Now some people call Paris _The City of Lights_ for some reason I never understood since almost every city I’ve ever seen has lights. But it’s called that by many people, so I’ll use that name as the title of this story of my trip to Paris, which took place during the summer of 2006.

You can’t imagine my excitement when my plane touched down at Orly Airport, which I had previously known only through my adventures with crossword puzzles. Most of the international flights land at Charles DeGaulle Airport nowadays, but I had made special arrangements to get a plane that would take me to Orly. I made sure my camera was loaded with film so I could capture the fervor of the moment when later that day I stood in front of the Bastille in all its glory.

At this point in my life, being no longer married and with my children all grown and out on their own, I didn’t have to scrimp when it came to finances, which is what I had always done before, so I stayed at the *Hotel Ritz* right in the center of the city. Money simply was no longer the dreaded problem it had always been for as far back as I could remember.

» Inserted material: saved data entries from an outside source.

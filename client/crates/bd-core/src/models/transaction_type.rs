use crate::{CoreError, CoreResult};

use std::fmt;
use std::panic::Location;
use std::str::FromStr;

use error_location::ErrorLocation;
use serde::{Deserialize, Serialize};

#[derive(Debug, Clone, Copy, Serialize, Deserialize, PartialEq, Eq, Hash)]
#[serde(rename_all = "lowercase")]
pub enum TransactionType {
    Refund,
    Charged,
}

impl TransactionType {
    pub fn as_str(&self) -> &'static str {
        match self {
            Self::Refund => "refund",
            Self::Charged => "charged",
        }
    }
}

impl FromStr for TransactionType {
    type Err = CoreError;

    #[track_caller]
    fn from_str(s: &str) -> CoreResult<Self> {
        match s.trim().to_ascii_lowercase().as_str() {
            "refund" => Ok(Self::Refund),
            "charged" => Ok(Self::Charged),
            _ => Err(CoreError::InvalidTransactionType {
                value: s.to_string(),
                location: ErrorLocation::from(Location::caller()),
            }),
        }
    }
}

impl fmt::Display for TransactionType {
    fn fmt(&self, f: &mut fmt::Formatter<'_>) -> fmt::Result {
        f.write_str(self.as_str())
    }
}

The Hotel Ritz opened in 1898, at a time called _La Belle Époque_, which is another French expression, this one meaning a period of time from the late nineteenth century up until the start of the Great War in 1914. I was quickly finding out that they use a lot of French expressions in Paris. Here’s what the Ritz looks like on the outside:

http://img526.imageshack.us/img526/6159/hotelritz.jpg

Believe it or not, this building was a private residence when it was built in 1854. I don’t know who would have needed such an elaborate place to live for their everyday existence. You would think that only people on vacation would come to a place like this because when you’re on vacation, splurging would be understandable. But who could live in a place like this for every day of their life?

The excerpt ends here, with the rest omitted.